* EXERCISE DETAILS *
For each line below that contains the word "Assigning", make a copy.

┌────────

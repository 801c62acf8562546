#[cfg(test)]
mod tests {
    use crate::calculator::animation::Frame;
    use crate::calculator::controller::{Command, Controller, Outcome, PlotState, Severity};

    fn controller(expression: &str, variables: &str, x_value: &str) -> Controller {
        let mut controller = Controller::default();
        controller.expression = expression.to_string();
        controller.variables = variables.to_string();
        controller.x_value = x_value.to_string();
        controller
    }

    fn single(outcomes: Vec<Outcome>) -> Outcome {
        assert_eq!(outcomes.len(), 1, "expected one outcome, got {:?}", outcomes);
        outcomes.into_iter().next().unwrap()
    }

    fn has_graph(controller: &Controller) -> bool {
        matches!(controller.plot(), PlotState::Graph { .. })
    }

    fn has_surface(controller: &Controller) -> bool {
        matches!(controller.plot(), PlotState::Surface { .. })
    }

    //___________________________________KEYPAD____________________________________

    #[test]
    fn test_insert_tokens() {
        let mut c = Controller::default();
        for token in ["2", "*", "sin", "x", ")"] {
            assert!(c.dispatch(Command::Insert(token.to_string())).is_empty());
        }
        assert_eq!(c.expression, "2*sin(x)");
    }

    #[test]
    fn test_insert_equals_evaluates_at_x() {
        let mut c = controller("x^2", "", "3");
        let outcome = single(c.dispatch(Command::Insert("=".to_string())));
        assert_eq!(outcome.severity, Severity::Info);
        assert_eq!(outcome.message, "f(3) = 9.0");
        assert_eq!(c.expression, "x^2");
    }

    //___________________________________2D GRAPH____________________________________

    #[test]
    fn test_graph_success() {
        let mut c = controller("A*cos(x)", "A=2", "");
        assert!(c.dispatch(Command::Graph2D).is_empty());
        match c.plot() {
            PlotState::Graph { graph, label } => {
                assert_eq!(graph.expression, "2.0*cos(x)");
                assert_eq!(label, "f(x) = A*cos(x)");
            }
            other => panic!("unexpected plot {:?}", other),
        }
    }

    #[test]
    fn test_graph_empty_expression_is_a_warning() {
        let mut c = controller("  ", "", "");
        let outcome = single(c.dispatch(Command::Graph2D));
        assert_eq!(outcome.severity, Severity::Warning);
    }

    #[test]
    fn test_graph_variable_error_clears_previous_plot() {
        let mut c = controller("x", "", "");
        c.dispatch(Command::Graph2D);
        assert!(has_graph(&c));
        c.variables = "k=ten".to_string();
        let outcome = single(c.dispatch(Command::Graph2D));
        assert_eq!(outcome.severity, Severity::Error);
        assert_eq!(outcome.title, "Variable Error");
        assert!(outcome.message.contains('k'));
        assert!(matches!(c.plot(), PlotState::Empty));
    }

    #[test]
    fn test_graph_parse_error() {
        let mut c = controller("x +* 1", "", "");
        let outcome = single(c.dispatch(Command::Graph2D));
        assert_eq!(outcome.title, "Error");
        assert!(outcome.message.starts_with("Invalid expression or plotting issue"));
        assert!(matches!(c.plot(), PlotState::Empty));
    }

    //___________________________________SINGLE VALUE____________________________________

    #[test]
    fn test_calc_value_defaults_symbols() {
        let mut c = controller("A*x", "", "3");
        let outcome = single(c.dispatch(Command::CalculateX));
        assert_eq!(outcome.severity, Severity::Info);
        assert_eq!(outcome.message, "f(3) = 3.0");
    }

    #[test]
    fn test_calc_value_missing_input() {
        let mut c = controller("x", "", " ");
        let outcome = single(c.dispatch(Command::CalculateX));
        assert_eq!(outcome.severity, Severity::Warning);
        assert_eq!(outcome.message, "Enter expression and x value.");
    }

    #[test]
    fn test_calc_value_bad_x_and_undefined_value() {
        let mut c = controller("x", "", "three");
        let outcome = single(c.dispatch(Command::CalculateX));
        assert_eq!(outcome.severity, Severity::Error);
        assert!(outcome.message.starts_with("Cannot compute value:"));

        let mut c = controller("1/x", "", "0");
        let outcome = single(c.dispatch(Command::CalculateX));
        assert_eq!(outcome.severity, Severity::Error);
    }

    #[test]
    fn test_calc_value_keeps_plot() {
        let mut c = controller("x", "", "");
        c.dispatch(Command::Graph2D);
        c.x_value = "bad".to_string();
        c.dispatch(Command::CalculateX);
        assert!(has_graph(&c));
    }

    //___________________________________MULTI-VARIABLE____________________________________

    #[test]
    fn test_multi_variable_result_lists_bindings() {
        let mut c = controller("A*x + B", "x=1, A=10, B=0", "");
        let outcome = single(c.dispatch(Command::CalculateMultiVar));
        assert_eq!(outcome.message, "f(A=10.0, B=0.0, x=1.0) = 10.0");
    }

    #[test]
    fn test_multi_variable_without_bindings() {
        let mut c = controller("2^3", "", "");
        let outcome = single(c.dispatch(Command::CalculateMultiVar));
        assert_eq!(outcome.message, "f = 8.0");
    }

    #[test]
    fn test_multi_variable_errors() {
        let mut c = controller("", "", "");
        let outcome = single(c.dispatch(Command::CalculateMultiVar));
        assert_eq!((outcome.severity, outcome.title.as_str()), (Severity::Error, "Input Error"));

        let mut c = controller("A*x", "A 1", "");
        assert_eq!(single(c.dispatch(Command::CalculateMultiVar)).title, "Variable Error");

        let mut c = controller("A*x", "A=1", "");
        let outcome = single(c.dispatch(Command::CalculateMultiVar));
        assert_eq!(outcome.title, "Calculation Error");
        assert!(outcome.message.contains('x'));
    }

    //___________________________________3D RENDER____________________________________

    #[test]
    fn test_render_explicit_surface_with_defaults() {
        let mut c = controller("R*x*y", "", "");
        let outcome = single(c.dispatch(Command::Render3D));
        assert_eq!(outcome.title, "Variable Defaults");
        assert_eq!(outcome.message, "Assigning default value of 1.0 to: R=1.0 for rendering.");
        match c.plot() {
            PlotState::Surface { surface, title } => {
                assert_eq!(surface.z.shape(), (150, 150));
                assert_eq!(title, "3D Render: R*x*y");
            }
            other => panic!("unexpected plot {:?}", other),
        }
    }

    #[test]
    fn test_render_implicit_equation_is_auto_solved() {
        let mut c = controller("z = x^2 - y^2", "", "");
        let outcomes = c.dispatch(Command::Render3D);
        assert_eq!(outcomes.len(), 1);
        assert_eq!(outcomes[0].title, "Auto-Solved");
        assert!(outcomes[0].message.starts_with("Implicit equation solved for z.\nPlotting: z = "));
        assert!(has_surface(&c));
    }

    #[test]
    fn test_render_solve_error_keeps_previous_plot() {
        let mut c = controller("x", "", "");
        c.dispatch(Command::Graph2D);
        c.expression = "x^2 + y^2 = 4".to_string();
        let outcome = single(c.dispatch(Command::Render3D));
        assert_eq!(outcome.title, "Solve Error");
        assert!(outcome.message.contains("Could not solve the equation for z"));
        assert!(has_graph(&c));
    }

    #[test]
    fn test_render_evaluation_error_after_clear() {
        let mut c = controller("x", "", "");
        c.dispatch(Command::Graph2D);
        c.expression = "x + z".to_string();
        let outcome = single(c.dispatch(Command::Render3D));
        assert_eq!(outcome.title, "3D Render Error");
        assert!(matches!(c.plot(), PlotState::Empty));
    }

    #[test]
    fn test_render_empty_is_a_warning() {
        let mut c = controller("", "", "");
        assert_eq!(single(c.dispatch(Command::Render3D)).severity, Severity::Warning);
    }

    //___________________________________3D ANIMATION____________________________________

    #[test]
    fn test_animate_produces_frames_until_stopped() {
        let mut c = controller("x*y", "", "");
        assert!(c.dispatch(Command::Animate3D).is_empty());
        match c.plot() {
            PlotState::Surface { surface, title } => {
                assert_eq!(surface.z.shape(), (100, 100));
                assert_eq!(title, "3D Rotation: x*y");
            }
            other => panic!("unexpected plot {:?}", other),
        }
        assert_eq!(c.tick(), Some(Frame { elevation: 30.0, azimuth: 0.0 }));
        assert_eq!(c.tick().map(|f| f.azimuth), Some(3.0));
        c.dispatch(Command::StopAnimation);
        assert_eq!(c.tick(), None);
    }

    #[test]
    fn test_animate_rejects_implicit_equations() {
        let mut c = controller("x", "", "");
        c.dispatch(Command::Graph2D);
        c.expression = "z = x*y".to_string();
        let outcome = single(c.dispatch(Command::Animate3D));
        assert_eq!((outcome.severity, outcome.title.as_str()), (Severity::Warning, "Invalid Input"));
        assert!(has_graph(&c));
    }

    #[test]
    fn test_animate_failure_still_clears() {
        let mut c = controller("x", "", "");
        c.dispatch(Command::Graph2D);
        c.expression = "x +* y".to_string();
        let outcome = single(c.dispatch(Command::Animate3D));
        assert_eq!(outcome.title, "Error");
        assert!(matches!(c.plot(), PlotState::Empty));
        assert!(!c.animation().is_animating());
    }

    #[test]
    fn test_new_graph_stops_animation() {
        let mut c = controller("x*y", "", "");
        c.dispatch(Command::Animate3D);
        assert!(c.animation().is_animating());
        c.expression = "x".to_string();
        c.dispatch(Command::Graph2D);
        assert!(!c.animation().is_animating());
        assert_eq!(c.tick(), None);
    }

    #[test]
    fn test_animation_defaults_notice() {
        let mut c = controller("k*x", "", "");
        let outcome = single(c.dispatch(Command::Animate3D));
        assert_eq!(outcome.message, "Assigning default value of 1.0 to: k=1.0 for animation.");
    }
}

└────────

* YOUR RESPONSE *
        assert_eq!(outcome.message, "Assigning default value of 1.0 to: R=1.0 for rendering.");
        assert_eq!(outcome.message, "Assigning default value of 1.0 to: k=1.0 for animation.");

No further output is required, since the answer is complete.